In an alcohol-water system, the conversion of dihydrate calcium sulfate to α-CSHWs is considered a process of dissolution followed by re-nucleation and growth, with the reaction proceeding as follows:

$${\text{2CaSO}}_{{4}} \cdot{\text{2H}}_{{2}} {\text{O }} + {\text{ M}}^{{{\text{b}} + }} \left( {{\text{aq}}} \right) \Leftrightarrow {\text{2Ca}}^{{{2} + }} \left( {{\text{aq}}} \right) + {\text{ SO}}_{{4}}^{{{2} - }} \left( {{\text{aq}}} \right) + \, \left[ {{\text{MSO}}_{{4}} } \right]^{{\left( {{2} - {\text{b}}} \right) - }} + {\text{ 4H}}_{{2}} {\text{O }}\left( {\text{l}} \right),$$
(5)
$${\text{2Ca}}^{{{2} + }} \left( {{\text{aq}}} \right) \, + {\text{SO}}_{{4}}^{{{2} - }} \left( {{\text{aq}}} \right) \, + \, \left[ {{\text{MSO}}_{{4}} } \right]^{{\left( {{2} - {\text{b}}} \right) - }} + {\text{ H}}_{{2}} {\text{O }}\left( {\text{l}} \right) \Leftrightarrow {\text{ 2CaSO}}_{{4}} \cdot0.{\text{5H}}_{{2}} {\text{O}} + {\text{ M}}^{{{\text{b}} + }} \left( {{\text{aq}}} \right).$$
(6)

As shown in Fig. 12, during the dissolution phase of dihydrate calcium sulfate, glycerol in the system forms associations with water, reducing the water activity and promoting the dissolution of dihydrate calcium sulfate.

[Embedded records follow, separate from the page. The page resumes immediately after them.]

//! # segment
//!
//! why: hold a contiguous run of log entries in one append-only file
//! relations: owned by LocalLogStore, one per `segment_<first>.log`
//! what: Segment with framed, checksummed records and an in-memory index
//!
//! record frame: `[len: u32 le][payload: json LogEntry][crc32c(payload): u32 le]`

use parking_lot::Mutex;
use raft_core::LogEntry;
use std::fmt;
use std::fs::{self, File, OpenOptions};
use std::io::{self, Read, Seek, SeekFrom, Write};
use std::path::{Path, PathBuf};
use tracing::warn;

use crate::error::{Result, StorageError};

const FRAME_HEADER_SIZE: u64 = 4;
const FRAME_TRAILER_SIZE: u64 = 4;
const FILE_PREFIX: &str = "segment_";
const FILE_SUFFIX: &str = ".log";

/// Result of scanning a segment file on open
#[derive(Debug, Default)]
pub(super) struct ScanReport {
    /// length of the valid prefix when the file ends in a torn or corrupt frame
    pub torn_at: Option<u64>,
}

#[derive(Debug)]
pub(super) struct Segment {
    path: PathBuf,
    first_index: u64,
    file: Mutex<File>,
    /// (file offset, term) of each entry, entry `i` has index `first_index + i`
    positions: Vec<(u64, u64)>,
    size: u64,
}

impl Segment {
    pub fn file_name(first_index: u64) -> String {
        format!("{FILE_PREFIX}{first_index:020}{FILE_SUFFIX}")
    }

    pub fn parse_file_name(name: &str) -> Option<u64> {
        name.strip_prefix(FILE_PREFIX)?
            .strip_suffix(FILE_SUFFIX)?
            .parse()
            .ok()
    }

    /// create an empty segment whose first entry will be `first_index`
    pub fn create(dir: &Path, first_index: u64) -> Result<Self> {
        let path = dir.join(Self::file_name(first_index));
        let file = OpenOptions::new()
            .read(true)
            .write(true)
            .create(true)
            .truncate(true)
            .open(&path)?;
        Ok(Self {
            path,
            first_index,
            file: Mutex::new(file),
            positions: Vec::new(),
            size: 0,
        })
    }

    /// open an existing segment, calling `visit` for every valid entry.
    ///
    /// a frame cut short by the end of the file, or a bad checksum on the
    /// very last frame, is a torn tail: scanning stops there and reports its
    /// offset. a bad frame with more bytes after it, an unreadable payload
    /// or an out of sequence index is corruption.
    pub fn open(
        path: PathBuf,
        first_index: u64,
        visit: &mut dyn FnMut(&LogEntry),
    ) -> Result<(Self, ScanReport)> {
        let mut file = OpenOptions::new().read(true).write(true).open(&path)?;
        let mut bytes = Vec::new();
        file.read_to_end(&mut bytes)?;

        let mut positions = Vec::new();
        let mut report = ScanReport::default();
        let mut pos = 0u64;
        while pos < bytes.len() as u64 {
            let rest = &bytes[pos as usize..];
            let payload = match decode_frame(rest) {
                Ok(payload) => payload,
                Err(FrameError::Incomplete) => {
                    report.torn_at = Some(pos);
                    break;
                }
                Err(FrameError::CrcMismatch { frame_len, .. }) if frame_len == rest.len() => {
                    report.torn_at = Some(pos);
                    break;
                }
                Err(FrameError::CrcMismatch { expected, actual, .. }) => {
                    return Err(StorageError::corruption(format!(
                        "checksum mismatch at offset {} of {}: expected {:#010x}, found {:#010x}",
                        pos,
                        path.display(),
                        expected,
                        actual
                    )));
                }
            };
            let entry: LogEntry = serde_json::from_slice(payload).map_err(|e| {
                StorageError::corruption(format!(
                    "unreadable record at offset {} of {}: {}",
                    pos,
                    path.display(),
                    e
                ))
            })?;
            let expected = first_index + positions.len() as u64;
            if entry.index != expected {
                return Err(StorageError::corruption(format!(
                    "{} holds index {} where {} was expected",
                    path.display(),
                    entry.index,
                    expected
                )));
            }
            visit(&entry);
            positions.push((pos, entry.term));
            pos += FRAME_HEADER_SIZE + payload.len() as u64 + FRAME_TRAILER_SIZE;
        }

        let segment = Self {
            path,
            first_index,
            file: Mutex::new(file),
            positions,
            size: pos,
        };
        Ok((segment, report))
    }

    pub fn path(&self) -> &Path {
        &self.path
    }

    pub fn first_index(&self) -> u64 {
        self.first_index
    }

    /// index of the last entry, `first_index - 1` when empty
    pub fn last_index(&self) -> u64 {
        self.first_index + self.positions.len() as u64 - 1
    }

    pub fn is_empty(&self) -> bool {
        self.positions.is_empty()
    }

    pub fn size(&self) -> u64 {
        self.size
    }

    /// append one entry; on failure the file is cut back to its prior length
    pub fn append(&mut self, entry: &LogEntry) -> Result<()> {
        debug_assert_eq!(entry.index, self.last_index() + 1);
        let payload = serde_json::to_vec(entry)?;
        let len = u32::try_from(payload.len())
            .map_err(|_| StorageError::invalid_argument("log entry larger than 4GiB"))?;

        let mut frame = Vec::with_capacity(payload.len() + 8);
        frame.extend_from_slice(&len.to_le_bytes());
        frame.extend_from_slice(&payload);
        frame.extend_from_slice(&crc32c::crc32c(&payload).to_le_bytes());

        let mut file = self.file.lock();
        let written = file
            .seek(SeekFrom::Start(self.size))
            .and_then(|_| file.write_all(&frame));
        if let Err(e) = written {
            if let Err(cut) = file.set_len(self.size) {
                warn!(
                    segment = %self.path.display(),
                    size = self.size,
                    error = %cut,
                    "failed to cut partial record after write error"
                );
            }
            return Err(e.into());
        }
        drop(file);

        self.positions.push((self.size, entry.term));
        self.size += frame.len() as u64;
        Ok(())
    }

    pub fn term(&self, index: u64) -> Option<u64> {
        self.slot(index).map(|slot| self.positions[slot].1)
    }

    pub fn read(&self, index: u64) -> Result<Option<LogEntry>> {
        let Some(slot) = self.slot(index) else {
            return Ok(None);
        };
        let start = self.positions[slot].0;
        let end = self
            .positions
            .get(slot + 1)
            .map_or(self.size, |&(offset, _)| offset);

        let mut frame = vec![0u8; (end - start) as usize];
        {
            let mut file = self.file.lock();
            file.seek(SeekFrom::Start(start))?;
            file.read_exact(&mut frame)?;
        }
        let payload = decode_frame(&frame).map_err(|e| {
            StorageError::corruption(format!(
                "{} for index {} in {}",
                e,
                index,
                self.path.display()
            ))
        })?;
        Ok(Some(serde_json::from_slice(payload)?))
    }

    /// drop every entry after `last_index_kept`
    pub fn truncate_after(&mut self, last_index_kept: u64) -> Result<()> {
        if last_index_kept >= self.last_index() {
            return Ok(());
        }
        let keep = (last_index_kept + 1).saturating_sub(self.first_index) as usize;
        let new_size = self.positions.get(keep).map_or(self.size, |&(offset, _)| offset);
        self.file.lock().set_len(new_size)?;
        self.positions.truncate(keep);
        self.size = new_size;
        Ok(())
    }

    /// cut off a torn tail found while scanning
    pub fn repair(&mut self, valid_len: u64) -> io::Result<()> {
        let file = self.file.lock();
        file.set_len(valid_len)?;
        file.sync_all()
    }

    pub fn sync(&self) -> io::Result<()> {
        self.file.lock().sync_data()
    }

    pub fn remove(self) -> io::Result<()> {
        let Self { path, file, .. } = self;
        drop(file);
        fs::remove_file(path)
    }

    fn slot(&self, index: u64) -> Option<usize> {
        if index < self.first_index || index > self.last_index() {
            return None;
        }
        Some((index - self.first_index) as usize)
    }
}

/// why a frame could not be decoded
#[derive(Debug, Clone, Copy, PartialEq, Eq)]
enum FrameError {
    /// the bytes end before the frame does
    Incomplete,
    /// the frame is complete but its payload does not match the trailer
    CrcMismatch {
        expected: u32,
        actual: u32,
        frame_len: usize,
    },
}

impl fmt::Display for FrameError {
    fn fmt(&self, f: &mut fmt::Formatter<'_>) -> fmt::Result {
        match self {
            FrameError::Incomplete => f.write_str("incomplete record"),
            FrameError::CrcMismatch { expected, actual, .. } => write!(
                f,
                "checksum mismatch (expected {expected:#010x}, found {actual:#010x})"
            ),
        }
    }
}

/// payload of the frame at the start of `bytes`
fn decode_frame(bytes: &[u8]) -> std::result::Result<&[u8], FrameError> {
    let header: [u8; 4] = bytes
        .get(..4)
        .and_then(|h| h.try_into().ok())
        .ok_or(FrameError::Incomplete)?;
    let len = u32::from_le_bytes(header) as usize;
    let frame_len = len + (FRAME_HEADER_SIZE + FRAME_TRAILER_SIZE) as usize;
    let payload = bytes.get(4..4 + len).ok_or(FrameError::Incomplete)?;
    let trailer: [u8; 4] = bytes
        .get(4 + len..frame_len)
        .and_then(|t| t.try_into().ok())
        .ok_or(FrameError::Incomplete)?;

    let expected = u32::from_le_bytes(trailer);
    let actual = crc32c::crc32c(payload);
    if expected != actual {
        return Err(FrameError::CrcMismatch {
            expected,
            actual,
            frame_len,
        });
    }
    Ok(payload)
}

#[cfg(test)]
mod tests {
    use super::*;
    use tempfile::tempdir;

    fn noop(_: &LogEntry) {}

    #[test]
    fn segment_creation() {
        let dir = tempdir().unwrap();
        let segment = Segment::create(dir.path(), 1).unwrap();

        assert_eq!(segment.first_index(), 1);
        assert_eq!(segment.last_index(), 0);
        assert!(segment.is_empty());
        assert_eq!(Segment::parse_file_name(&Segment::file_name(42)), Some(42));
    }

    #[test]
    fn segment_append_and_read() {
        let dir = tempdir().unwrap();
        let mut segment = Segment::create(dir.path(), 1).unwrap();

        segment.append(&LogEntry::new(1, 1, b"first entry".to_vec())).unwrap();
        segment.append(&LogEntry::new(2, 2, b"second entry".to_vec())).unwrap();

        assert_eq!(segment.last_index(), 2);
        assert_eq!(segment.term(2), Some(2));
        let first = segment.read(1).unwrap().unwrap();
        assert_eq!(first.command(), Some(&b"first entry"[..]));
        assert!(segment.read(3).unwrap().is_none());
    }

    #[test]
    fn segment_truncate() {
        let dir = tempdir().unwrap();
        let mut segment = Segment::create(dir.path(), 1).unwrap();
        for index in 1..=3 {
            segment.append(&LogEntry::new(1, index, vec![index as u8])).unwrap();
        }

        segment.truncate_after(2).unwrap();

        assert_eq!(segment.last_index(), 2);
        assert!(segment.read(3).unwrap().is_none());
        segment.append(&LogEntry::new(2, 3, vec![9])).unwrap();
        assert_eq!(segment.term(3), Some(2));
    }

    #[test]
    fn reopen_reports_torn_tail() {
        let dir = tempdir().unwrap();
        let path = {
            let mut segment = Segment::create(dir.path(), 5).unwrap();
            segment.append(&LogEntry::new(1, 5, b"kept".to_vec())).unwrap();
            segment.append(&LogEntry::new(1, 6, b"torn".to_vec())).unwrap();
            segment.path().to_path_buf()
        };
        let len = fs::metadata(&path).unwrap().len();
        OpenOptions::new().write(true).open(&path).unwrap().set_len(len - 2).unwrap();

        let mut seen = Vec::new();
        let (segment, report) = Segment::open(path, 5, &mut |e| seen.push(e.index)).unwrap();

        assert_eq!(seen, vec![5]);
        assert_eq!(segment.last_index(), 5);
        assert_eq!(report.torn_at, Some(segment.size()));
    }

    #[test]
    fn reopen_rejects_out_of_sequence_index() {
        let dir = tempdir().unwrap();
        let path = {
            let mut segment = Segment::create(dir.path(), 1).unwrap();
            segment.append(&LogEntry::new(1, 1, vec![])).unwrap();
            segment.path().to_path_buf()
        };

        let err = Segment::open(path, 2, &mut noop).unwrap_err();
        assert!(err.is_fatal());
    }

    fn write_entries(dir: &Path, count: u64) -> PathBuf {
        let mut segment = Segment::create(dir, 1).unwrap();
        for index in 1..=count {
            segment.append(&LogEntry::new(1, index, b"payload".to_vec())).unwrap();
        }
        segment.path().to_path_buf()
    }

    fn flip_byte(path: &Path, offset: u64) {
        let mut bytes = fs::read(path).unwrap();
        bytes[offset as usize] ^= 0xff;
        fs::write(path, bytes).unwrap();
    }

    #[test]
    fn bad_checksum_before_valid_records_is_corruption() {
        let dir = tempdir().unwrap();
        let path = write_entries(dir.path(), 3);
        // inside the payload of the first record
        flip_byte(&path, 10);

        let err = Segment::open(path, 1, &mut noop).unwrap_err();
        assert!(err.is_fatal());
    }

    #[test]
    fn bad_checksum_on_last_record_is_a_torn_tail() {
        let dir = tempdir().unwrap();
        let path = write_entries(dir.path(), 3);
        let len = fs::metadata(&path).unwrap().len();
        flip_byte(&path, len - 6);

        let (segment, report) = Segment::open(path, 1, &mut noop).unwrap();
        assert_eq!(segment.last_index(), 2);
        assert_eq!(report.torn_at, Some(segment.size()));
    }

    #[test]
    fn failed_append_leaves_segment_unchanged() {
        let dir = tempdir().unwrap();
        let path = write_entries(dir.path(), 2);
        let (mut segment, _) = Segment::open(path.clone(), 1, &mut noop).unwrap();
        let size = segment.size();
        // a read-only handle refuses both the write and the cut back
        *segment.file.lock() = File::open(&path).unwrap();

        assert!(segment.append(&LogEntry::new(1, 3, vec![1])).is_err());

        assert_eq!(segment.last_index(), 2);
        assert_eq!(segment.size(), size);
        assert_eq!(fs::metadata(&path).unwrap().len(), size);
        assert_eq!(segment.read(2).unwrap().unwrap().index, 2);
    }
}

When an electrolytic manganese slag is added, Mn2+ and NH4+ are introduced, forming [MSO4](2–b)– ion pairs47. This further increases the concentrations of Ca2+ and SO42– in the solution, raising the system's supersaturation, thus providing conditions for the nucleation of α-CSHWs and shortening the nucleation time. Most [MSO4](2–b)– ion pairs in the solution replace free SO42– as the primary reactant for α-CSHWs nucleation. Due to the strong decoupling capability of [NH4SO4], the SO42– carried by the ion pairs decouples at the nucleation sites for α-CSHWs and free NH4+ promotes whisker growth. [MnSO4](0), being less prone to decoupling, readily restrict further whisker growth after substituting calcium to form whiskers during the nucleation stage. On the other hand, F and PO43– in the solution tend to adsorb on the whisker's top surface, leading to radial whisker growth.

Figure 12
figure 12

α-CSHWs formation mechanism in the glycerol and water system with EMR doping.

For the preparation of α-CSHWs, attention is typically directed towards the aspect ratio of the whiskers, with higher aspect ratios indicating greater potential utility. Table 4 presents the aspect ratios of calcium sulfate hemihydrate whiskers prepared under different reaction conditions. It is noteworthy that in this study, there was no pre-treatment such as washing or acid treatment, and the whiskers were generated with a high aspect ratio of up to 39 at relatively low reaction temperatures and short reaction times. Additionally, the glycerol solution in the reaction system does not cause additional damage to the vessel. Therefore, the environmentally friendly, simple preparation process, high efficiency, and excellent performance make the microwave-assisted aqueous alcohol method with ball-milled EMR and PG a promising method for the preparation of α-CSHWs.

Table 4 Performance comparison of various methods for preparing calcium sulfate hemihydrate whiskers.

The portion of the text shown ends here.